An A-to-Z historical encyclopedia of US people, places, and events, with nearly 1,000 entries “all equally well written, crisp, and entertaining” (Library Journal).
 
From the origins of its native peoples to its complex identity in modern times, this unique alphabetical reference covers the political, economic, cultural, and social history of America.
 
A fact-filled treasure trove for history buffs, The Reader’s Companion is sponsored by the Society of American Historians, an organization dedicated to promoting literary excellence in the writing of biography and history. Under the editorship of the eminent historians John A. Garraty and Eric Foner, a large and distinguished group of scholars, biographers, and journalists—nearly four hundred contemporary authorities—illuminate the critical events, issues, and individuals that have shaped our past. Readers will find everything from a chronological account of immigration; individual entries on the Bull Moose Party and the Know-Nothings as well as an article on third parties in American politics; pieces on specific religious groups, leaders, and movements and a larger-scale overview of religion in America.
 
Interweaving traditional political and economic topics with the spectrum of America’s social and cultural legacies—everything from marriage to medicine, crime to baseball, fashion to literature—the Companion is certain to engage the curiosity, interests, and passions of every reader, and also provides an excellent research tool for students and teachers.

Product Details

ISBN-13: 9780547561349
Publisher: Houghton Mifflin Harcourt
Publication date: 06/01/2018
Sold by: Barnes & Noble
Format: eBook
Pages: 1248
Sales rank: 915,589
File size: 3 MB

About the Author

John A. Garraty is the Gourverneur Morris Professor Emeritus of History at Columbia University and a former president of the Society of American Historians. His publications include Unemployment in History, The New Commonwealth, The Great Depression, and numerous history textbooks. He was an editor of the Columbia History of the World and the editor of the multivolume American National Biography, and of supplements of the Dictionary of American Biography.

Read an Excerpt

CHAPTER 1

A

ABLEMAN V. BOOTH

This Supreme Court case in 1859 asserted the supremacy of federal law and federal courts over the states. It also showed the depth of northern abolitionists' anger over the Fugitive Slave Act of 1850 and the Dred Scott decision and the lengths to which they would go in their fight against the peculiar institution.

In 1854, abolitionist editor Sherman M. Booth was arrested for violating the Fugitive Slave Act when he helped incite a mob to rescue a black fugitive from Wisconsin federal marshal Stephen V. R. Ableman. Booth appealed to the state supreme court, which ruled the federal law unconstitutional and ordered Booth's release. When Ableman turned to the federal courts, the Wisconsin Supreme Court affirmed Booth's release and again declared the Fugitive Slave Act of 1850 unconstitutional.
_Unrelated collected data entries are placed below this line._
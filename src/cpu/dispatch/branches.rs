/*!
branches.rs - Relative branch opcode handler (BPL/BMI/BVC/BVS/BCC/BCS/BNE/BEQ)

Cycle Rules
===========
Base cost: 2 cycles.
If branch is taken: +1 cycle.
If taken and the target is on a different page than the instruction after
the branch: +1 more.
*/

use crate::cpu::execute::{Operand, branch};
use crate::cpu::opcodes::{Mnemonic, Opcode};
use crate::cpu::regs::CpuRegs;
use crate::cpu::state::StatusFlags;
use crate::cpu_bus::CpuBus;

pub(super) fn handle<C: CpuRegs, B: CpuBus + ?Sized>(
    op: &Opcode,
    cpu: &mut C,
    _bus: &mut B,
    operand: &Operand,
    cycles: &mut u32,
) -> bool {
    let take = match op.mnemonic {
        Mnemonic::BPL => !cpu.is_flag_set(StatusFlags::NEGATIVE),
        Mnemonic::BMI => cpu.is_flag_set(StatusFlags::NEGATIVE),
        Mnemonic::BVC => !cpu.is_flag_set(StatusFlags::OVERFLOW),
        Mnemonic::BVS => cpu.is_flag_set(StatusFlags::OVERFLOW),
        Mnemonic::BCC => !cpu.is_flag_set(StatusFlags::CARRY),
        Mnemonic::BCS => cpu.is_flag_set(StatusFlags::CARRY),
        Mnemonic::BNE => !cpu.is_flag_set(StatusFlags::ZERO),
        Mnemonic::BEQ => cpu.is_flag_set(StatusFlags::ZERO),
        _ => return false,
    };
    *cycles += branch(cpu, operand, take);
    true
}
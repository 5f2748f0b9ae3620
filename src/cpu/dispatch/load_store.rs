/*!
load_store.rs - Load / Store opcode family handler

Loads set Z/N; indexed reads pay the page-cross penalty (applied by the
dispatcher from the opcode row). Stores never read their target and never
touch flags.

```text
    LDA LDX LDY
    STA STX STY
```
*/

use crate::cpu::execute::{Operand, lda, ldx, ldy, read_operand, write_back};
use crate::cpu::opcodes::{Mnemonic, Opcode};
use crate::cpu::regs::CpuRegs;
use crate::cpu_bus::CpuBus;

/// Returns false if the opcode is not a load/store.
pub(super) fn handle<C: CpuRegs, B: CpuBus + ?Sized>(
    op: &Opcode,
    cpu: &mut C,
    bus: &mut B,
    operand: &Operand,
    _cycles: &mut u32,
) -> bool {
    match op.mnemonic {
        Mnemonic::LDA => {
            let v = read_operand(cpu, bus, operand);
            lda(cpu, v);
        }
        Mnemonic::LDX => {
            let v = read_operand(cpu, bus, operand);
            ldx(cpu, v);
        }
        Mnemonic::LDY => {
            let v = read_operand(cpu, bus, operand);
            ldy(cpu, v);
        }
        Mnemonic::STA => {
            let v = cpu.a();
            write_back(cpu, bus, operand, v);
        }
        Mnemonic::STX => {
            let v = cpu.x();
            write_back(cpu, bus, operand, v);
        }
        Mnemonic::STY => {
            let v = cpu.y();
            write_back(cpu, bus, operand, v);
        }
        _ => return false,
    }
    true
}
The case went to the U.S. Supreme Court. According to Chief Justice Roger B. Taney's opinion, state courts had no power to review or interfere with federal laws. Taney still was anathema to the North for his actions in the Dred Scott case two years before. But the Supreme Court, although it was divided along sectional lines, was unanimously opposed to this use of John C. Calhoun's doctrine of nullification, even though it had been invoked by northern antislavery forces for purposes completely opposed to Calhoun's.

See also Abolitionist Movement; Nullification Controversy.

ABOLITIONIST MOVEMENT

From the 1830s until 1870, the abolitionist movement attempted to achieve immediate emancipation of all slaves and the ending of racial segregation and discrimination. Their propounding of these goals distinguished abolitionists from the broad-based political opposition to slavery's westward expansion that took form in the North after 1840 and raised issues leading to the Civil War. Yet these two expressions of hostility to slavery — abolitionism and Free-Soilism — were often closely related not only in their beliefs and their interaction but also in the minds of southern slaveholders who finally came to regard the North as united against them in favor of black emancipation.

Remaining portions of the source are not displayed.